▶ Input:
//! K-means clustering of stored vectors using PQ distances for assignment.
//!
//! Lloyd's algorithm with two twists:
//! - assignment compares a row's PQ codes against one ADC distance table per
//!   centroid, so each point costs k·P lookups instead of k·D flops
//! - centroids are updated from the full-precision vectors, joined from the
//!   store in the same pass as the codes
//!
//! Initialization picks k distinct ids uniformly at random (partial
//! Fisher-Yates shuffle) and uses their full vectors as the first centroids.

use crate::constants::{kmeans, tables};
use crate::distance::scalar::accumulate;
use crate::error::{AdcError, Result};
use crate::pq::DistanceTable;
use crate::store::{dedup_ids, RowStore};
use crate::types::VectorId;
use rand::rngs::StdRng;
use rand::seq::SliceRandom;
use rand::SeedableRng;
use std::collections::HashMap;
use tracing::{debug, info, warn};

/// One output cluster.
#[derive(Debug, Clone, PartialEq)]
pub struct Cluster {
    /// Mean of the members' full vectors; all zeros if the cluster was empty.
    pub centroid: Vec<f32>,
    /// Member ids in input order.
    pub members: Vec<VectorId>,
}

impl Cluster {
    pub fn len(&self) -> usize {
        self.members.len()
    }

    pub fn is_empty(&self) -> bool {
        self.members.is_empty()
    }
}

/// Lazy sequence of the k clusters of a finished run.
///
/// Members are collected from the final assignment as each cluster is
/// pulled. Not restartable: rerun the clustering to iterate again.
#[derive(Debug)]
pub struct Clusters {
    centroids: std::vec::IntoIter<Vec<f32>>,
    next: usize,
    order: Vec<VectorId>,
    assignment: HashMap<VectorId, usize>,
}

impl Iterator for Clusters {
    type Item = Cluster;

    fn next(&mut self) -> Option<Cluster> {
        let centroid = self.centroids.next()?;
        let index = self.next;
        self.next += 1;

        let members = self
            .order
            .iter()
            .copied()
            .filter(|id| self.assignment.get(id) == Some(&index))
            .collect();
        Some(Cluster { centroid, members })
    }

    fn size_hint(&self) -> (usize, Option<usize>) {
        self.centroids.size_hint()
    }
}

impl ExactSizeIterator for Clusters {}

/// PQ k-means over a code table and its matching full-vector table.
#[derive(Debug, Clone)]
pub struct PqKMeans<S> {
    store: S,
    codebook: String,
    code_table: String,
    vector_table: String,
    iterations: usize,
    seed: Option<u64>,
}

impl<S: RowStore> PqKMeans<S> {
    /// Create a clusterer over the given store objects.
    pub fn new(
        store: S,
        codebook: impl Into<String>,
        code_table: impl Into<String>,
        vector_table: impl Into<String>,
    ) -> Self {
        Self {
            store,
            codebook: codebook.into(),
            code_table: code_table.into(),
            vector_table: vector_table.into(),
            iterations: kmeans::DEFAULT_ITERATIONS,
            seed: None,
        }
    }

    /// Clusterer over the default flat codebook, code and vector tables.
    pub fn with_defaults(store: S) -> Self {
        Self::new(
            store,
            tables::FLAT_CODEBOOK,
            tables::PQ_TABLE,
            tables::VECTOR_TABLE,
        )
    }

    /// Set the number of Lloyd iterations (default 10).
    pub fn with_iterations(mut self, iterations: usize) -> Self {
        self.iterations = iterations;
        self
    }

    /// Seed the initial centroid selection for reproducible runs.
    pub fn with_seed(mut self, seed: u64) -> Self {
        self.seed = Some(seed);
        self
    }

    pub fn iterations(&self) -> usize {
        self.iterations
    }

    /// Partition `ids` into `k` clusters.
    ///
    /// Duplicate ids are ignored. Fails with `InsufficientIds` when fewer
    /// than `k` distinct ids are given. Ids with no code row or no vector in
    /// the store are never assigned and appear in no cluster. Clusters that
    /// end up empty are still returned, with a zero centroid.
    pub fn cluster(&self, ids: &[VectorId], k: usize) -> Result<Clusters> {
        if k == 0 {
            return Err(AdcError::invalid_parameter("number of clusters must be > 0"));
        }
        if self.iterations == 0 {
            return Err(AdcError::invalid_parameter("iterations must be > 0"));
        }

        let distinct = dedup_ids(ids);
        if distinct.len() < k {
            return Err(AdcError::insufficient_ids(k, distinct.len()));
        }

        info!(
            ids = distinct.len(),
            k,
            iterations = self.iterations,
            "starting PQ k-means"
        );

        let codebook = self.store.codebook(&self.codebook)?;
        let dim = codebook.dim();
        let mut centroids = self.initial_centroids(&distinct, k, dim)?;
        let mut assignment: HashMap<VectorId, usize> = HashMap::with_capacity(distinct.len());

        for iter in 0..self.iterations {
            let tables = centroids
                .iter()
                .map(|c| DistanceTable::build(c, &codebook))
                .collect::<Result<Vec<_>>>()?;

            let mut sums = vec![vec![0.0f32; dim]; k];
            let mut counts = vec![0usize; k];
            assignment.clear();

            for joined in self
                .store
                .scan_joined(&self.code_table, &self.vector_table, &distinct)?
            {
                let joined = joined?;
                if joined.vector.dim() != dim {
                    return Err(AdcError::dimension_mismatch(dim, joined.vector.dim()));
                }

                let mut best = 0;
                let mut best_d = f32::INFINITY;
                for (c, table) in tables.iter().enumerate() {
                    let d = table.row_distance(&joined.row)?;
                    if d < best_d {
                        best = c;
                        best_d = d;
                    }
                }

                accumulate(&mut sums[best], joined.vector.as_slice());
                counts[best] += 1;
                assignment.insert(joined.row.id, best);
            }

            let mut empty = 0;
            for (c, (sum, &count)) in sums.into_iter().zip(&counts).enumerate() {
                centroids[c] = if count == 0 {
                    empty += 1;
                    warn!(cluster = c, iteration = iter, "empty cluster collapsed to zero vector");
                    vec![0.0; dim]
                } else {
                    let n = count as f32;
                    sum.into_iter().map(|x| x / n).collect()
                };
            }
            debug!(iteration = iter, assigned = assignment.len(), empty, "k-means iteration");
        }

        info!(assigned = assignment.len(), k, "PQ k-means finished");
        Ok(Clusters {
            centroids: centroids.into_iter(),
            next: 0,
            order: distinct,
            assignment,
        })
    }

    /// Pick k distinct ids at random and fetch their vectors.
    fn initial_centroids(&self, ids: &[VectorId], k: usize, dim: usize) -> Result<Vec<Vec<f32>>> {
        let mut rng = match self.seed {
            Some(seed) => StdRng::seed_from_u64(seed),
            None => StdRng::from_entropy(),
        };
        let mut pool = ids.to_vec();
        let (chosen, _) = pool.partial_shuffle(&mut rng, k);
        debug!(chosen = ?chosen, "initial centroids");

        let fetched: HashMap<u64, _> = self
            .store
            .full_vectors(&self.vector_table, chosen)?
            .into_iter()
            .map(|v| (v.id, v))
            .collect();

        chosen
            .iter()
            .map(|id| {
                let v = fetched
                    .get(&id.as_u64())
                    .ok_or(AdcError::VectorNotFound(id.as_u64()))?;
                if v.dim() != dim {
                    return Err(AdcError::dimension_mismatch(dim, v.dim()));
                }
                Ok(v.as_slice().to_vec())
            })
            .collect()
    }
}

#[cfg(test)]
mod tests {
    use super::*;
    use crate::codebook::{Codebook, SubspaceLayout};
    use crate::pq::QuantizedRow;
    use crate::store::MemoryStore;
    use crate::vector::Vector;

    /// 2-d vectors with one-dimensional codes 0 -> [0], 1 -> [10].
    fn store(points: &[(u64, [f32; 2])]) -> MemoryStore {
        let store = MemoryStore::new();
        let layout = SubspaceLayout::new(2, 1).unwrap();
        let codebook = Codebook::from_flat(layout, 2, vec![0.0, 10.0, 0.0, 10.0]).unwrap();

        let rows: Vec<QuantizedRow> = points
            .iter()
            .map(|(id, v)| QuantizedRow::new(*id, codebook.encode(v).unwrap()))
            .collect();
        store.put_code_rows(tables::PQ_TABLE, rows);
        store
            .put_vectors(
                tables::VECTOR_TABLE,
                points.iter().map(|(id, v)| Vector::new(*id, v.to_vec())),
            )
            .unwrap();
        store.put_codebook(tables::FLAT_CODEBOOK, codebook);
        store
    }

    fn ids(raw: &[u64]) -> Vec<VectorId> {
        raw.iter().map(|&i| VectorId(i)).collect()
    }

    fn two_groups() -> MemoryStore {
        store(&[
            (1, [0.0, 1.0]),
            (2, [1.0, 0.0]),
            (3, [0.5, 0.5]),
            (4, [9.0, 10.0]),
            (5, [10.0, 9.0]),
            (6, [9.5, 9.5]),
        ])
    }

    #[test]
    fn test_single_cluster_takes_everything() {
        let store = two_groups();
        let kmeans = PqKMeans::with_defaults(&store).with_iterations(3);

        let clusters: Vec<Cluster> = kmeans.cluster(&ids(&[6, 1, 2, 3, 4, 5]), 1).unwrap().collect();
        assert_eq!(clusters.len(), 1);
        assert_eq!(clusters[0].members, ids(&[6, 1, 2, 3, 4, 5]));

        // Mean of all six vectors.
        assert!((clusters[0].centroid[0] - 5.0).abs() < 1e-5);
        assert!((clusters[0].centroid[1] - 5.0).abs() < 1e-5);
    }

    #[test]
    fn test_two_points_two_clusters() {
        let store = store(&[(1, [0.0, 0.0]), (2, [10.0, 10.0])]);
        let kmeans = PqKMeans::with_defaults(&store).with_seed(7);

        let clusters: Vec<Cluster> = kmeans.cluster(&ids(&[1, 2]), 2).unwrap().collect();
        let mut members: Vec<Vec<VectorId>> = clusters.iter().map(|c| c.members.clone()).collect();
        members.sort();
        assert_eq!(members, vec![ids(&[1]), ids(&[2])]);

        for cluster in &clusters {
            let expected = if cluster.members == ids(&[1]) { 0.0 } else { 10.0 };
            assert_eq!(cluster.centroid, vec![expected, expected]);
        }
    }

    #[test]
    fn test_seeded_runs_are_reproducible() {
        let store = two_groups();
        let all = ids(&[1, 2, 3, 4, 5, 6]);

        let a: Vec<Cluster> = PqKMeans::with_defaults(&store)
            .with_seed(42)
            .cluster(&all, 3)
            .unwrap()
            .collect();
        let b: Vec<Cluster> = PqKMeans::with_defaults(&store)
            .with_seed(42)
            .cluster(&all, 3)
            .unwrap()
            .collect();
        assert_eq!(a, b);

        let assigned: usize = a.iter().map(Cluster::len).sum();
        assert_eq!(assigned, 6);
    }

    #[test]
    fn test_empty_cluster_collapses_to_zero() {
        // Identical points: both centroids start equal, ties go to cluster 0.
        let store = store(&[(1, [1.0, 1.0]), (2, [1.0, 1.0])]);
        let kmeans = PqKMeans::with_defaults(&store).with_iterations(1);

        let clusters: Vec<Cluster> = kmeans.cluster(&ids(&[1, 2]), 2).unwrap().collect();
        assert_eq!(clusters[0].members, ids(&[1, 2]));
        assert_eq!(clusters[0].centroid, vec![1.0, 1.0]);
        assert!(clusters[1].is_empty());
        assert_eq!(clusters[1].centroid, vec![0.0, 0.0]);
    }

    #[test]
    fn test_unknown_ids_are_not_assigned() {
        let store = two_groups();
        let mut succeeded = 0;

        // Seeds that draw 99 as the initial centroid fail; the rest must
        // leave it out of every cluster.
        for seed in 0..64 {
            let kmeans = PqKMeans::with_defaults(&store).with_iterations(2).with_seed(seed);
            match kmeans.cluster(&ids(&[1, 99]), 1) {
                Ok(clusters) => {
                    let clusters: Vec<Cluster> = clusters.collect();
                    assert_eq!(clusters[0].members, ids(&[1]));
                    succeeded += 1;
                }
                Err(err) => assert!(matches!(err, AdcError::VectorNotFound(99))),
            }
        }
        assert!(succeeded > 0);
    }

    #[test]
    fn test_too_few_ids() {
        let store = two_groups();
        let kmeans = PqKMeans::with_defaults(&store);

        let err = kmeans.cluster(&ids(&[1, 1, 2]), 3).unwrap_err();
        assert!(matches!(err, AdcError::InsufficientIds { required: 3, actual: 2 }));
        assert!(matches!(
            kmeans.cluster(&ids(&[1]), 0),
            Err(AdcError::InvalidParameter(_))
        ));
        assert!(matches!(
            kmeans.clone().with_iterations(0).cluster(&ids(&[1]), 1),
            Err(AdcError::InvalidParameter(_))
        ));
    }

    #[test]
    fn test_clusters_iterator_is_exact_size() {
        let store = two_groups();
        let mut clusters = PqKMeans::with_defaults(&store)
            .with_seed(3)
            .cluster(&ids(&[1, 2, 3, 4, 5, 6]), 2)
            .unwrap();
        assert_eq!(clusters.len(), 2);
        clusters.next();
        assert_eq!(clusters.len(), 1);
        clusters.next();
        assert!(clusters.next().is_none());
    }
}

▶ Assignment:
For the string "enumerate", give the number of lines in the records that contain it and nothing besides.

▶ Your response:
2